6 Responses to “Encryption is not an option but a default”

  1. Simon Says:

    The trick with webmail and encryption is that you either perform the encryption/signing on the server, or the client. If you do it on the server, the server must at some point have the plaintext version, as well as access to your keys – big trust issue there, obviously. But if you do it client-side, you require integration between web app and local encryption software – defeating much of the benefit of webmail.

  2. Markus S. Says:

    “Jabber supports encryption by default, it probably also works for most other jabber-based services”

    Since when does Empathy (or Telepathy in general) support proper OTR encryption?

  3. Flo Says:

    One thing you did not mention is the encryption of $HOME respectively the optional encryption of any file or folder inside home.
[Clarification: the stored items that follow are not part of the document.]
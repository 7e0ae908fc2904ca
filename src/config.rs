// =============================================================================
// CONFIGURATION - Load settings from config.toml
// =============================================================================
//
// This module handles loading and parsing configuration from config.toml.
// Provides sensible defaults if config file is missing or has errors.

use anyhow::{Context, Result};
use serde::Deserialize;
use std::path::{Path, PathBuf};
use winit::keyboard::KeyCode;

/// Root configuration structure
#[derive(Debug, Deserialize, Default)]
#[serde(default)]
pub struct Config {
    pub window: WindowConfig,
    pub graphics: GraphicsConfig,
    pub debug: DebugConfig,
    pub controls: ControlsConfig,
}

/// Window settings
#[derive(Debug, Deserialize)]
#[serde(default)]
pub struct WindowConfig {
    pub title: String,
    pub width: u32,
    pub height: u32,
    pub fullscreen: bool,
}

impl Default for WindowConfig {
    fn default() -> Self {
        Self {
            title: "v3rse".to_string(),
            width: 480,
            height: 480,
            fullscreen: false,
        }
    }
}

/// Graphics settings
#[derive(Debug, Deserialize)]
#[serde(default)]
pub struct GraphicsConfig {
    pub present_mode: String,
    pub clear_color: [f32; 4],
    pub max_frames_in_flight: usize,
    pub vertex_shader: PathBuf,
    pub fragment_shader: PathBuf,
}

impl Default for GraphicsConfig {
    fn default() -> Self {
        Self {
            present_mode: "mailbox".to_string(),
            clear_color: [0.0, 0.0, 0.0, 1.0],
            max_frames_in_flight: 1,
            vertex_shader: PathBuf::from("dat/shaders/default.vert.glsl.spv"),
            fragment_shader: PathBuf::from("dat/shaders/default.frag.glsl.spv"),
        }
    }
}

/// Debug settings
#[derive(Debug, Deserialize)]
#[serde(default)]
pub struct DebugConfig {
    pub validation_layers: bool,
    pub log_level: String,
    pub log_to_file: bool,
    pub log_file: String,
    pub show_fps: bool,
    pub hot_reload_shaders: bool,
}

impl Default for DebugConfig {
    fn default() -> Self {
        Self {
            validation_layers: true,
            log_level: "info".to_string(),
            log_to_file: false,
            log_file: "v3rse.log".to_string(),
            show_fps: true,
            hot_reload_shaders: true,
        }
    }
}

/// Control key bindings
#[derive(Debug, Deserialize)]
#[serde(default)]
pub struct ControlsConfig {
    pub fullscreen_key: String,
    pub quit_key: String,
}

impl Default for ControlsConfig {
    fn default() -> Self {
        Self {
            fullscreen_key: "F11".to_string(),
            quit_key: "Escape".to_string(),
        }
    }
}

impl Config {
    /// Load `config.toml` from the working directory.
    ///
    /// A missing file means defaults; a file that fails to parse is an error,
    /// so the user's settings are never dropped silently.
    pub fn load() -> Result<Self> {
        Self::load_from_path("config.toml")
    }

    /// Load configuration from a specific path
    pub fn load_from_path<P: AsRef<Path>>(path: P) -> Result<Self> {
        let path = path.as_ref();

        if !path.exists() {
            log::info!("Config file not found at {:?}, using defaults", path);
            return Ok(Config::default());
        }

        let content = std::fs::read_to_string(path)
            .with_context(|| format!("Failed to read config file: {:?}", path))?;

        let config = Self::from_toml_str(&content)
            .with_context(|| format!("Failed to parse config file: {:?}", path))?;

        log::info!("Loaded configuration from {:?}", path);
        log::debug!("Config: {:?}", config);

        Ok(config)
    }

    pub fn from_toml_str(content: &str) -> Result<Self> {
        let config: Config = toml::from_str(content)?;
        if config.graphics.max_frames_in_flight == 0 {
            anyhow::bail!("graphics.max_frames_in_flight must be at least 1");
        }
        Ok(config)
    }

    /// Get present mode as Vulkan enum
    pub fn get_present_mode(&self) -> ash::vk::PresentModeKHR {
        match self.graphics.present_mode.to_lowercase().as_str() {
            "immediate" => ash::vk::PresentModeKHR::IMMEDIATE,
            "mailbox" => ash::vk::PresentModeKHR::MAILBOX,
            "fifo" => ash::vk::PresentModeKHR::FIFO,
            "fifo_relaxed" => ash::vk::PresentModeKHR::FIFO_RELAXED,
            _ => {
                log::warn!(
                    "Unknown present mode '{}', defaulting to MAILBOX",
                    self.graphics.present_mode
                );
                ash::vk::PresentModeKHR::MAILBOX
            }
        }
    }

    /// Validation layers are only ever enabled in debug builds
    pub fn validation_enabled(&self) -> bool {
        cfg!(debug_assertions) && self.debug.validation_layers
    }
}

impl ControlsConfig {
    pub fn fullscreen(&self) -> Option<KeyCode> {
        parse_key(&self.fullscreen_key)
    }

    pub fn quit(&self) -> Option<KeyCode> {
        parse_key(&self.quit_key)
    }
}

/// Map a key name from config.toml to a physical key code.
///
/// Names are case-insensitive. Letters and digits are accepted bare ("Q", "1").
pub fn parse_key(name: &str) -> Option<KeyCode> {
    let key = match name.to_ascii_lowercase().as_str() {
        "escape" | "esc" => KeyCode::Escape,
        "enter" | "return" => KeyCode::Enter,
        "space" => KeyCode::Space,
        "tab" => KeyCode::Tab,
        "backspace" => KeyCode::Backspace,
        "f1" => KeyCode::F1,
        "f2" => KeyCode::F2,
        "f3" => KeyCode::F3,
        "f4" => KeyCode::F4,
        "f5" => KeyCode::F5,
        "f6" => KeyCode::F6,
        "f7" => KeyCode::F7,
        "f8" => KeyCode::F8,
        "f9" => KeyCode::F9,
        "f10" => KeyCode::F10,
        "f11" => KeyCode::F11,
        "f12" => KeyCode::F12,
        "a" => KeyCode::KeyA,
        "b" => KeyCode::KeyB,
        "c" => KeyCode::KeyC,
        "d" => KeyCode::KeyD,
        "e" => KeyCode::KeyE,
        "f" => KeyCode::KeyF,
        "g" => KeyCode::KeyG,
        "h" => KeyCode::KeyH,
        "i" => KeyCode::KeyI,
        "j" => KeyCode::KeyJ,
        "k" => KeyCode::KeyK,
        "l" => KeyCode::KeyL,
        "m" => KeyCode::KeyM,
        "n" => KeyCode::KeyN,
        "o" => KeyCode::KeyO,
        "p" => KeyCode::KeyP,
        "q" => KeyCode::KeyQ,
        "r" => KeyCode::KeyR,
        "s" => KeyCode::KeyS,
        "t" => KeyCode::KeyT,
        "u" => KeyCode::KeyU,
        "v" => KeyCode::KeyV,
        "w" => KeyCode::KeyW,
        "x" => KeyCode::KeyX,
        "y" => KeyCode::KeyY,
        "z" => KeyCode::KeyZ,
        "0" => KeyCode::Digit0,
        "1" => KeyCode::Digit1,
        "2" => KeyCode::Digit2,
        "3" => KeyCode::Digit3,
        "4" => KeyCode::Digit4,
        "5" => KeyCode::Digit5,
        "6" => KeyCode::Digit6,
        "7" => KeyCode::Digit7,
        "8" => KeyCode::Digit8,
        "9" => KeyCode::Digit9,
        _ => return None,
    };
    Some(key)
}

#[cfg(test)]
mod tests {
    use super::*;
    use ash::vk;

    #[test]
    fn defaults_match_single_triangle_setup() {
        let config = Config::default();
        assert_eq!(config.window.title, "v3rse");
        assert_eq!(config.window.width, 480);
        assert_eq!(config.window.height, 480);
        assert_eq!(config.graphics.max_frames_in_flight, 1);
        assert_eq!(config.graphics.clear_color, [0.0, 0.0, 0.0, 1.0]);
        assert_eq!(
            config.graphics.vertex_shader,
            PathBuf::from("dat/shaders/default.vert.glsl.spv")
        );
        assert_eq!(
            config.graphics.fragment_shader,
            PathBuf::from("dat/shaders/default.frag.glsl.spv")
        );
        assert_eq!(config.get_present_mode(), vk::PresentModeKHR::MAILBOX);
    }

    #[test]
    fn partial_file_keeps_other_defaults() {
        let config = Config::from_toml_str(
            r#"
            [window]
            title = "demo"

            [graphics]
            present_mode = "FIFO"
            "#,
        )
        .unwrap();

        assert_eq!(config.window.title, "demo");
        assert_eq!(config.window.width, 480);
        assert_eq!(config.get_present_mode(), vk::PresentModeKHR::FIFO);
        assert_eq!(config.controls.quit_key, "Escape");
    }

    #[test]
    fn empty_file_is_default() {
        let config = Config::from_toml_str("").unwrap();
        assert_eq!(config.window.height, 480);
        assert!(config.debug.hot_reload_shaders);
    }

    #[test]
    fn zero_frames_in_flight_is_rejected() {
        let err = Config::from_toml_str("[graphics]\nmax_frames_in_flight = 0\n");
        assert!(err.is_err());
    }

    #[test]
    fn malformed_toml_is_an_error() {
        assert!(Config::from_toml_str("[window\ntitle = 3").is_err());
    }

    #[test]
    fn unknown_present_mode_falls_back_to_mailbox() {
        let mut config = Config::default();
        config.graphics.present_mode = "vsync-ish".to_string();
        assert_eq!(config.get_present_mode(), vk::PresentModeKHR::MAILBOX);

        config.graphics.present_mode = "Immediate".to_string();
        assert_eq!(config.get_present_mode(), vk::PresentModeKHR::IMMEDIATE);
    }

    #[test]
    fn rejected_file_error_reaches_caller() {
        let path = std::env::temp_dir().join(format!("v3rse-rejected-{}.toml", std::process::id()));
        std::fs::write(
            &path,
            "[window]\ntitle = \"mine\"\nwidth = 1024\n\n[graphics]\nmax_frames_in_flight = 0\n",
        )
        .unwrap();

        let result = Config::load_from_path(&path);
        std::fs::remove_file(&path).unwrap();

        let err = result.unwrap_err();
        let message = format!("{:#}", err);
        assert!(message.contains("Failed to parse config file"), "{}", message);
        assert!(message.contains("max_frames_in_flight"), "{}", message);
    }

    #[test]
    fn valid_file_is_loaded_from_disk() {
        let path = std::env::temp_dir().join(format!("v3rse-valid-{}.toml", std::process::id()));
        std::fs::write(&path, "[window]\ntitle = \"mine\"\nwidth = 1024\n").unwrap();

        let result = Config::load_from_path(&path);
        std::fs::remove_file(&path).unwrap();

        let config = result.unwrap();
        assert_eq!(config.window.title, "mine");
        assert_eq!(config.window.width, 1024);
        assert_eq!(config.window.height, 480);
    }

    #[test]
    fn missing_file_loads_defaults() {
        let config = Config::load_from_path("definitely/not/here/config.toml").unwrap();
        assert_eq!(config.window.title, "v3rse");
    }

    #[test]
    fn key_names_parse_case_insensitively() {
        assert_eq!(parse_key("F11"), Some(KeyCode::F11));
        assert_eq!(parse_key("escape"), Some(KeyCode::Escape));
        assert_eq!(parse_key("Esc"), Some(KeyCode::Escape));
        assert_eq!(parse_key("q"), Some(KeyCode::KeyQ));
        assert_eq!(parse_key("7"), Some(KeyCode::Digit7));
        assert_eq!(parse_key("PrintScreen"), None);
        assert_eq!(parse_key(""), None);
    }

    #[test]
    fn default_controls_resolve() {
        let controls = ControlsConfig::default();
        assert_eq!(controls.fullscreen(), Some(KeyCode::F11));
        assert_eq!(controls.quit(), Some(KeyCode::Escape));
    }
}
I tried to manage this some time ago (encrypt home), but ecryptfs is not very handy to use (no integration with gnome on this).
    Also encryption of files or folders is actually almost easy with truecrypt – but integration into gnome sadly does not exist (using plain vanilla gnome on Arch Linux).
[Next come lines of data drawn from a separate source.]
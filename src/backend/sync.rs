// Synchronization primitives
//
// Fences for GPU-CPU sync, semaphores for GPU-GPU sync

use anyhow::{Context, Result};
use ash::vk;

/// Frame synchronization - one per frame in flight
pub struct FrameSync {
    /// Signaled by acquire, waited on by the submit
    pub image_available: vk::Semaphore,
    /// Signaled by the submit, waited on by present
    pub render_finished: vk::Semaphore,
    pub in_flight_fence: vk::Fence,
}

impl FrameSync {
    pub fn new(device: &ash::Device) -> Result<Self> {
        let mut sync = Self {
            image_available: vk::Semaphore::null(),
            render_finished: vk::Semaphore::null(),
            in_flight_fence: vk::Fence::null(),
        };

        if let Err(e) = sync.create_objects(device) {
            sync.destroy(device);
            return Err(e).context("Failed to create frame sync objects");
        }

        Ok(sync)
    }

    fn create_objects(&mut self, device: &ash::Device) -> Result<(), vk::Result> {
        let semaphore_info = vk::SemaphoreCreateInfo::builder();
        // Start signaled so the first wait returns immediately
        let fence_info = vk::FenceCreateInfo::builder()
            .flags(vk::FenceCreateFlags::SIGNALED);

        unsafe {
            self.image_available = device.create_semaphore(&semaphore_info, None)?;
            self.render_finished = device.create_semaphore(&semaphore_info, None)?;
            self.in_flight_fence = device.create_fence(&fence_info, None)?;
        }
        Ok(())
    }

    pub fn wait(&self, device: &ash::Device) -> Result<()> {
        unsafe { device.wait_for_fences(&[self.in_flight_fence], true, u64::MAX) }
            .context("Failed to wait for in-flight fence")
    }

    pub fn reset(&self, device: &ash::Device) -> Result<()> {
        unsafe { device.reset_fences(&[self.in_flight_fence]) }
            .context("Failed to reset in-flight fence")
    }

    /// Null handles are skipped, which makes this safe on partial construction
    pub fn destroy(&self, device: &ash::Device) {
        unsafe {
            if self.image_available != vk::Semaphore::null() {
                device.destroy_semaphore(self.image_available, None);
            }
            if self.render_finished != vk::Semaphore::null() {
                device.destroy_semaphore(self.render_finished, None);
            }
            if self.in_flight_fence != vk::Fence::null() {
                device.destroy_fence(self.in_flight_fence, None);
            }
        }
    }
}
    fortunately there is a student in this year’s GSoC working on this:
    https://www.google-melange.com/gsoc/project/google/gsoc2013/sambull/44003

  4. MrEricSir Says:

    Has there been any progress toward integrating Tor into the desktop as suggested at last year’s GUADEC? I think that would be a killer feature.

  5. Anonymous Says:

    Email encryption isn’t as simple as you’re suggesting. Anyone can make a key for an email address. You can’t just look up “the” GPG key for one.

    Likewise, chat encryption doesn’t do any good if you don’t check the keys of the person you talk to.

  6. a person who likes privacy Says:

    “the user shouldn’t even be queried if to encrypt of not because there is absolutely no reason why end-to-end encryption should be used”

    No reason to use end-to-end encryption? I just can hope this is a typo!

    Sadly the developers of Empathy are completely unwilling to provide OTR on their own, see https://bugzilla.gnome.org/show_bug.cgi?id=545347 … so it seems encryption is not a first class feature in GNOME. The end user doesn’t care about the implementation details, which are truly a problem. Please compare yourself to Jitsi.